What you will do:
Where a line of the records contains the word "UnknownAction", show that line.

[Dataset entries]
=== Begin Enclosure ===
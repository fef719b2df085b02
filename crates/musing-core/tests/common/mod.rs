//! Shared harness for conversation flow tests

use std::sync::{Arc, Mutex};

use async_trait::async_trait;
use musing_core::render::{InlineKeyboard, Markup, Reply, TextFormat};
use musing_core::{
    deliver, Callback, ChatId, FlowConfig, FlowOrchestrator, Inbound, MessageRef, Result,
    SessionStore, SqliteStore, Transport, UserId,
};

/// A message as the chat would show it
#[derive(Debug, Clone)]
#[allow(dead_code)]
pub struct Delivered {
    pub message: MessageRef,
    pub text: String,
    pub edited: bool,
}

/// Transport that records everything it is asked to deliver
#[derive(Default)]
pub struct RecordingTransport {
    log: Mutex<Vec<Delivered>>,
}

#[allow(dead_code)]
impl RecordingTransport {
    pub fn delivered(&self) -> Vec<Delivered> {
        self.log.lock().unwrap().clone()
    }
}

#[async_trait]
impl Transport for RecordingTransport {
    async fn send(
        &self,
        chat: ChatId,
        text: &str,
        _markup: Option<&Markup>,
        _format: TextFormat,
    ) -> Result<MessageRef> {
        let mut log = self.log.lock().unwrap();
        let message = MessageRef {
            chat_id: chat.0,
            message_id: log.len() as i64 + 1,
        };
        log.push(Delivered {
            message,
            text: text.to_string(),
            edited: false,
        });
        Ok(message)
    }

    async fn edit_in_place(
        &self,
        message: MessageRef,
        text: &str,
        _keyboard: Option<&InlineKeyboard>,
        _format: TextFormat,
    ) -> Result<()> {
        self.log.lock().unwrap().push(Delivered {
            message,
            text: text.to_string(),
            edited: true,
        });
        Ok(())
    }
}

/// Orchestrator over an in-memory store
pub struct Harness {
    pub flow: FlowOrchestrator,
    pub store: SqliteStore,
    pub transport: RecordingTransport,
}

#[allow(dead_code)]
impl Harness {
    pub fn new() -> Self {
        Self::with_config(FlowConfig::default())
    }

    pub fn with_config(config: FlowConfig) -> Self {
        let store = SqliteStore::in_memory().unwrap();
        let sessions = Arc::new(SessionStore::new(config.idle_timeout()));
        let flow = FlowOrchestrator::new(Arc::new(store.clone()), sessions, config);
        Self {
            flow,
            store,
            transport: RecordingTransport::default(),
        }
    }

    /// Handle one event and deliver its replies
    pub async fn send(&self, event: Inbound) -> Vec<Reply> {
        let chat = event.chat;
        let replies = self.flow.handle(event).await;
        deliver(&self.transport, chat, &replies).await.unwrap();
        replies
    }

    pub async fn say(&self, user: UserId, text: &str) -> Vec<Reply> {
        self.send(Inbound::text(user, text)).await
    }

    pub async fn press(&self, user: UserId, callback: Callback) -> Vec<Reply> {
        self.send(Inbound::button(user, callback, message_ref(user)))
            .await
    }
}

/// The message a button press arrives on
pub fn message_ref(user: UserId) -> MessageRef {
    MessageRef {
        chat_id: user.0,
        message_id: 1000,
    }
}

/// First button whose payload matches
#[allow(dead_code)]
pub fn find_callback(reply: &Reply, predicate: impl Fn(&Callback) -> bool) -> Option<Callback> {
    reply
        .inline_keyboard()
        .and_then(|keyboard| keyboard.find(predicate))
        .map(|button| button.callback.clone())
}
//! Error types for musing-core

use thiserror::Error;

/// Result type alias for musing operations
pub type Result<T> = std::result::Result<T, MusingError>;

/// Main error type for musing operations
#[derive(Error, Debug)]
pub enum MusingError {
    /// Record store errors
    #[error("Store error: {0}")]
    Store(#[from] StoreError),

    /// Callback payload errors
    #[error("Callback error: {0}")]
    Callback(#[from] CallbackError),

    /// Transport delivery errors
    #[error("Transport error: {0}")]
    Transport(#[from] TransportError),

    /// Configuration errors
    #[error("Config error: {0}")]
    Config(#[from] ConfigError),
}

/// Coarse classification used to pick the user-facing reply
#[derive(Debug, Clone, Copy, PartialEq, Eq)]
pub enum ErrorKind {
    NotFound,
    Validation,
    StorageUnavailable,
    Transport,
    Config,
}

impl MusingError {
    /// Classify this error
    pub fn kind(&self) -> ErrorKind {
        match self {
            MusingError::Store(StoreError::NotFound(_)) => ErrorKind::NotFound,
            MusingError::Store(StoreError::Validation(_) | StoreError::TagTooLong { .. }) => {
                ErrorKind::Validation
            }
            MusingError::Store(StoreError::Unavailable(_)) => ErrorKind::StorageUnavailable,
            MusingError::Store(StoreError::SchemaVersionMismatch { .. }) => {
                ErrorKind::StorageUnavailable
            }
            MusingError::Callback(_) => ErrorKind::Validation,
            MusingError::Transport(_) => ErrorKind::Transport,
            MusingError::Config(_) => ErrorKind::Config,
        }
    }
}

/// Record store errors
#[derive(Error, Debug)]
pub enum StoreError {
    /// Referenced thought or tag does not exist
    #[error("Not found: {0}")]
    NotFound(String),

    /// Input rejected before reaching the database
    #[error("Validation failed: {0}")]
    Validation(String),

    /// Tag name too long to fit in a button payload
    #[error("Tag name exceeds {max_bytes} bytes")]
    TagTooLong { max_bytes: usize },

    /// Persistence layer cannot be reached or failed mid-operation
    #[error("Storage unavailable: {0}")]
    Unavailable(String),

    /// Schema version mismatch
    #[error("Schema version mismatch: expected {expected}, got {actual}")]
    SchemaVersionMismatch { expected: u32, actual: u32 },
}

/// Callback payload errors
#[derive(Error, Debug, Clone, PartialEq, Eq)]
pub enum CallbackError {
    /// Payload prefix is not a known action
    #[error("Unknown callback action: {0}")]
    UnknownAction(String),

    /// Payload has the wrong number of fields
    #[error("Malformed callback payload: {0}")]
    Malformed(String),

    /// A numeric field failed to parse
    #[error("Invalid number in callback payload {payload}: {field}")]
    InvalidNumber { payload: String, field: String },
}

/// Transport delivery errors
#[derive(Error, Debug)]
pub enum TransportError {
    /// Request could not be sent
    #[error("Request failed: {0}")]
    RequestFailed(String),

    /// Remote API rejected the call
    #[error("API error {code}: {description}")]
    Api { code: i64, description: String },

    /// Response body could not be decoded
    #[error("Decode error: {0}")]
    Decode(String),
}

/// Configuration errors
#[derive(Error, Debug)]
pub enum ConfigError {
    /// IO error reading the config file
    #[error("IO error: {0}")]
    Io(String),

    /// TOML parse error
    #[error("TOML parse error: {0}")]
    Parse(String),

    /// No bot token in the environment or config file
    #[error("Missing bot token (set MUSING_TOKEN or TOKEN, or telegram.token in the config file)")]
    MissingToken,
}

impl From<rusqlite::Error> for StoreError {
    fn from(err: rusqlite::Error) -> Self {
        match err {
            rusqlite::Error::QueryReturnedNoRows => StoreError::NotFound(err.to_string()),
            other => StoreError::Unavailable(other.to_string()),
        }
    }
}

impl From<rusqlite::Error> for MusingError {
    fn from(err: rusqlite::Error) -> Self {
        MusingError::Store(StoreError::from(err))
    }
}

impl From<std::io::Error> for ConfigError {
    fn from(err: std::io::Error) -> Self {
        ConfigError::Io(err.to_string())
    }
}

impl From<toml::de::Error> for ConfigError {
    fn from(err: toml::de::Error) -> Self {
        ConfigError::Parse(err.to_string())
    }
}

impl From<serde_json::Error> for TransportError {
    fn from(err: serde_json::Error) -> Self {
        TransportError::Decode(err.to_string())
    }
}

#[cfg(test)]
mod tests {
    use super::*;

    #[test]
    fn test_kind_classification() {
        let err: MusingError = StoreError::NotFound("thought 3".into()).into();
        assert_eq!(err.kind(), ErrorKind::NotFound);

        let err: MusingError = StoreError::Unavailable("disk I/O error".into()).into();
        assert_eq!(err.kind(), ErrorKind::StorageUnavailable);

        let err: MusingError = CallbackError::UnknownAction("zap".into()).into();
        assert_eq!(err.kind(), ErrorKind::Validation);
    }

    #[test]
    fn test_no_rows_maps_to_not_found() {
        let err = StoreError::from(rusqlite::Error::QueryReturnedNoRows);
        assert!(matches!(err, StoreError::NotFound(_)));
    }
}
#[cfg(test)]
mod tests {
    use super::*;
    use crate::model::{Tag, TagId, UserId};
    use chrono::{TimeZone, Utc};

    fn thought(id: i64, text: &str, tag: Option<&str>) -> Thought {
        Thought {
            id: ThoughtId(id),
            owner_id: UserId(1),
            text: text.to_string(),
            tag: tag.map(|name| Tag {
                id: TagId(1),
                name: name.to_string(),
            }),
            image_path: None,
            created_at: Utc.with_ymd_and_hms(2025, 2, 14, 8, 30, 0).unwrap(),
        }
    }

    #[test]
    fn test_empty_list() {
        let view = list_view(&ListScope::All, &[], 0, 5);
        assert_eq!(view.text, labels::NO_THOUGHTS);
        assert!(view.keyboard.is_none());

        let view = list_view(&ListScope::Tag("work".into()), &[], 0, 5);
        assert_eq!(view.text, "Нет мыслей с тегом #work.");
    }

    #[test]
    fn test_entry_format_and_actions() {
        let thoughts = vec![thought(7, "buy milk", Some("errands")), thought(3, "plain", None)];
        let view = list_view(&ListScope::All, &thoughts, 0, 5);

        assert_eq!(
            view.text,
            "buy milk (📅 2025-02-14)\n_#errands_\n\nplain (📅 2025-02-14)"
        );

        let keyboard = view.keyboard.unwrap();
        assert_eq!(keyboard.rows.len(), 2);
        let row = &keyboard.rows[0];
        assert_eq!(row[0].label, "buy milk (");
        assert_eq!(row[0].callback, Callback::Noop);
        assert_eq!(row[1].callback.encode(), "edit_thought:7");
        assert_eq!(row[2].callback.encode(), "delete_thought:7");
    }

    #[test]
    fn test_navigation_row() {
        let thoughts: Vec<_> = (0..12).map(|i| thought(i, &format!("t{i}"), None)).collect();

        let first = list_view(&ListScope::All, &thoughts, 0, 5).keyboard.unwrap();
        let nav = first.rows.last().unwrap();
        assert_eq!(nav.len(), 1);
        assert_eq!(nav[0].callback.encode(), "thoughts_page:1");

        let middle = list_view(&ListScope::All, &thoughts, 1, 5).keyboard.unwrap();
        let nav: Vec<_> = middle.rows.last().unwrap().iter().map(|b| b.callback.encode()).collect();
        assert_eq!(nav, vec!["thoughts_page:0", "thoughts_page:2"]);
    }

    #[test]
    fn test_tag_scope() {
        let thoughts: Vec<_> = (0..6).map(|i| thought(i, "x", Some("work"))).collect();
        let view = list_view(&ListScope::Tag("work".into()), &thoughts, 0, 5);

        assert!(view.text.starts_with("Мысли с тегом _#work_:\n\n"));
        assert!(!view.text.contains("\n_#work_\n"));
        let keyboard = view.keyboard.unwrap();
        let next = keyboard.find(|c| matches!(c, Callback::TagPage { .. })).unwrap();
        assert_eq!(next.callback.encode(), "tag_page:work:1");
    }

    #[test]
    fn test_out_of_range_page_offers_restart() {
        let thoughts = vec![thought(1, "only", None)];
        let view = list_view(&ListScope::All, &thoughts, 3, 5);
        assert_eq!(view.text, labels::PAGE_EMPTY);
        let keyboard = view.keyboard.unwrap();
        assert_eq!(keyboard.rows[0][0].callback, Callback::ThoughtsPage { page: 0 });
    }

    #[test]
    fn test_markdown_escaping() {
        let thoughts = vec![thought(1, "snake_case *bold*", Some("my_tag"))];
        let view = list_view(&ListScope::All, &thoughts, 0, 5);
        assert!(view.text.starts_with("snake\\_case \\*bold\\*"));
        assert!(view.text.ends_with("#my\\_tag"));
    }

    #[test]
    fn test_long_thoughts_fit_one_message() {
        let long = "a_b ".repeat(600);
        let thoughts: Vec<_> = (0..5).map(|i| thought(i, &long, Some("work"))).collect();

        for scope in [ListScope::All, ListScope::Tag("work".into())] {
            let view = list_view(&scope, &thoughts, 0, 5);
            assert!(utf16_len(&view.text) <= MAX_MESSAGE_UNITS);
            assert_eq!(view.text.matches('…').count(), 5);
            assert_eq!(view.text.matches("(📅 2025-02-14)").count(), 5);
            // a cut never leaves a dangling escape
            assert!(!view.text.contains("\\…"));
        }
    }

    #[test]
    fn test_escape_within_budget() {
        assert_eq!(escape_within("short", 10), "short");
        assert_eq!(escape_within("abcdefgh", 5), "abcd…");
        assert_eq!(escape_within("ab_cdef", 4), "ab…");
        assert_eq!(escape_within("ab_cdef", 5), "ab\\_…");
    }

    #[test]
    fn test_tag_picker_layout() {
        let top = vec![
            TagUsage {
                tag: Tag {
                    id: TagId(2),
                    name: "work".into(),
                },
                count: 5,
            },
            TagUsage {
                tag: Tag {
                    id: TagId(9),
                    name: "home".into(),
                },
                count: 0,
            },
        ];
        let keyboard = tag_picker(ThoughtId(11), &top);
        let names: Vec<_> = keyboard.buttons().map(|b| b.label.as_str()).collect();
        assert_eq!(names, vec!["work (5)", "home (0)", labels::ADD_CUSTOM_TAG]);
        assert_eq!(keyboard.rows[0][0].callback.encode(), "tag:11:2");
        assert_eq!(keyboard.rows[2][0].callback.encode(), "custom_tag:11");
    }

    #[test]
    fn test_menus() {
        assert_eq!(
            Menu::Main.rows(),
            vec![vec![labels::MENU_VIEW_THOUGHTS], vec![labels::MENU_ADD_THOUGHT]]
        );
        assert!(Menu::Cancel.one_time());
        assert!(!Menu::Main.one_time());
    }
}
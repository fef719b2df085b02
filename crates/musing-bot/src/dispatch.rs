//! Per-user event dispatch
//!
//! Each active user gets a worker task fed by a bounded queue. Events from
//! one user are handled strictly in arrival order while different users
//! proceed concurrently.

use std::collections::HashMap;
use std::sync::{Arc, Mutex};
use std::time::Duration;

use tokio::sync::mpsc;

use musing_core::render::labels;
use musing_core::{deliver, FlowOrchestrator, Inbound, Markup, Menu, TextFormat, Transport, UserId};

/// Events a user may have queued before the poll loop waits
const QUEUE_DEPTH: usize = 32;

/// A worker with nothing to do for this long shuts down
const WORKER_IDLE: Duration = Duration::from_secs(300);

type Workers = Arc<Mutex<HashMap<UserId, mpsc::Sender<Inbound>>>>;

pub struct Dispatcher {
    flow: Arc<FlowOrchestrator>,
    transport: Arc<dyn Transport>,
    workers: Workers,
    idle: Duration,
}

impl Dispatcher {
    pub fn new(flow: Arc<FlowOrchestrator>, transport: Arc<dyn Transport>) -> Self {
        Self::with_idle(flow, transport, WORKER_IDLE)
    }

    /// Dispatcher whose workers exit after `idle` without events
    pub fn with_idle(
        flow: Arc<FlowOrchestrator>,
        transport: Arc<dyn Transport>,
        idle: Duration,
    ) -> Self {
        Self {
            flow,
            transport,
            workers: Arc::new(Mutex::new(HashMap::new())),
            idle,
        }
    }

    /// Queue an event on its user's worker
    pub async fn dispatch(&self, event: Inbound) {
        let user = event.user;
        let mut event = event;

        // A worker may retire between lookup and send; the event comes back
        // and goes to a fresh worker.
        for _ in 0..2 {
            let sender = self.sender(user);
            match sender.send(event).await {
                Ok(()) => return,
                Err(mpsc::error::SendError(returned)) => {
                    tracing::debug!(user = %user, "Worker retired, respawning");
                    self.forget(user, &sender);
                    event = returned;
                }
            }
        }
        tracing::warn!(user = %user, "Dropped event, no worker accepted it");
    }

    /// Users with a live worker
    pub fn active_workers(&self) -> usize {
        self.workers.lock().map(|w| w.len()).unwrap_or_default()
    }

    fn sender(&self, user: UserId) -> mpsc::Sender<Inbound> {
        let mut workers = match self.workers.lock() {
            Ok(guard) => guard,
            Err(poisoned) => poisoned.into_inner(),
        };
        workers
            .entry(user)
            .or_insert_with(|| self.spawn_worker(user))
            .clone()
    }

    fn forget(&self, user: UserId, sender: &mpsc::Sender<Inbound>) {
        if let Ok(mut workers) = self.workers.lock() {
            if workers.get(&user).is_some_and(|s| s.same_channel(sender)) {
                workers.remove(&user);
            }
        }
    }

    fn spawn_worker(&self, user: UserId) -> mpsc::Sender<Inbound> {
        let (tx, mut rx) = mpsc::channel::<Inbound>(QUEUE_DEPTH);
        let flow = Arc::clone(&self.flow);
        let transport = Arc::clone(&self.transport);
        let workers = Arc::clone(&self.workers);
        let idle = self.idle;
        let own = tx.clone();

        tokio::spawn(async move {
            tracing::debug!(user = %user, "Worker started");
            loop {
                let event = match tokio::time::timeout(idle, rx.recv()).await {
                    Ok(Some(event)) => event,
                    Ok(None) => break,
                    Err(_) => {
                        // Retire under the map lock so no sender is handed out
                        // for a queue nobody drains.
                        let Ok(mut map) = workers.lock() else { break };
                        match rx.try_recv() {
                            Ok(event) => event,
                            Err(_) => {
                                if map.get(&user).is_some_and(|s| s.same_channel(&own)) {
                                    map.remove(&user);
                                }
                                break;
                            }
                        }
                    }
                };

                let chat = event.chat;
                let replies = flow.handle(event).await;
                if let Err(err) = deliver(transport.as_ref(), chat, &replies).await {
                    tracing::warn!(user = %user, chat = %chat, error = %err, "Failed to deliver replies");
                    // Plain text never fails to parse
                    let notice = transport
                        .send(chat, labels::FAILED, Some(&Markup::Menu(Menu::Main)), TextFormat::Plain)
                        .await;
                    if let Err(err) = notice {
                        tracing::warn!(user = %user, chat = %chat, error = %err, "Failed to send failure notice");
                    }
                }
            }
            tracing::debug!(user = %user, "Worker stopped");
        });

        tx
    }
}
//! Fixed-size pages over an ordered list

/// Default number of records per page
pub const DEFAULT_PAGE_SIZE: usize = 5;

/// One window into an ordered list, with navigation flags
#[derive(Debug, Clone, PartialEq, Eq)]
pub struct Page<'a, T> {
    /// Records visible on this page
    pub items: &'a [T],
    /// Zero-based page index
    pub index: usize,
    /// A previous page exists
    pub has_prev: bool,
    /// A next page exists
    pub has_next: bool,
}

impl<T> Page<'_, T> {
    /// True when the requested page lies past the end of the list
    pub fn is_empty(&self) -> bool {
        self.items.is_empty()
    }
}

/// Slice `items` into page `page` of `page_size` records.
///
/// Out-of-range pages yield an empty slice with both flags cleared.
/// A page size of zero is treated as one.
pub fn paginate<T>(items: &[T], page: usize, page_size: usize) -> Page<'_, T> {
    let size = page_size.max(1);
    let start = page.saturating_mul(size);

    if start >= items.len() {
        return Page {
            items: &[],
            index: page,
            has_prev: false,
            has_next: false,
        };
    }

    let end = start.saturating_add(size).min(items.len());

    Page {
        items: &items[start..end],
        index: page,
        has_prev: start > 0,
        has_next: end < items.len(),
    }
}

#[cfg(test)]
mod tests {
    use super::*;
    use rstest::rstest;

    #[rstest]
    #[case(0, 0, false, false)]
    #[case(3, 0, false, false)]
    #[case(5, 0, false, false)]
    #[case(6, 0, false, true)]
    #[case(6, 1, true, false)]
    #[case(12, 1, true, true)]
    #[case(12, 2, true, false)]
    fn test_nav_flags(
        #[case] len: usize,
        #[case] page: usize,
        #[case] has_prev: bool,
        #[case] has_next: bool,
    ) {
        let items: Vec<usize> = (0..len).collect();
        let p = paginate(&items, page, 5);
        assert_eq!(p.has_prev, has_prev);
        assert_eq!(p.has_next, has_next);
    }

    #[test]
    fn test_flags_match_formula_in_range() {
        for len in 0..23usize {
            let items: Vec<usize> = (0..len).collect();
            for page in 0..len.div_ceil(5) {
                let p = paginate(&items, page, 5);
                assert_eq!(p.has_prev, page * 5 > 0);
                assert_eq!(p.has_next, (page + 1) * 5 < len);
            }
        }
    }

    #[test]
    fn test_pages_reconstruct_list() {
        for len in 0..23usize {
            let items: Vec<usize> = (0..len).collect();
            let rebuilt: Vec<usize> = (0..len.div_ceil(5))
                .flat_map(|page| paginate(&items, page, 5).items.to_vec())
                .collect();
            assert_eq!(rebuilt, items);
        }
    }

    #[test]
    fn test_out_of_range_page() {
        let items = vec!["a", "b", "c"];
        let p = paginate(&items, 4, 5);
        assert!(p.is_empty());
        assert!(!p.has_prev);
        assert!(!p.has_next);

        let p = paginate(&items, usize::MAX, 5);
        assert!(p.is_empty());
    }

    #[test]
    fn test_last_partial_page() {
        let items: Vec<u8> = (0..7).collect();
        let p = paginate(&items, 1, 5);
        assert_eq!(p.items, &[5, 6]);
    }

    #[test]
    fn test_zero_page_size() {
        let items = vec![1, 2];
        let p = paginate(&items, 1, 0);
        assert_eq!(p.items, &[2]);
        assert!(!p.has_next);
    }
}
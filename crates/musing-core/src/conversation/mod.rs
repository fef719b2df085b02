//! Conversation state machine
//!
//! The transport is stateless between messages, so each user's [`Phase`] is
//! the only memory of what their next free-text message means.

mod phase;
mod session;
mod transition;

pub use phase::Phase;
pub use session::{Session, SessionStore};
pub use transition::{Input, Transition};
=== End Enclosure ===
Response area:
    UnknownAction(String),
        let err: MusingError = CallbackError::UnknownAction("zap".into()).into();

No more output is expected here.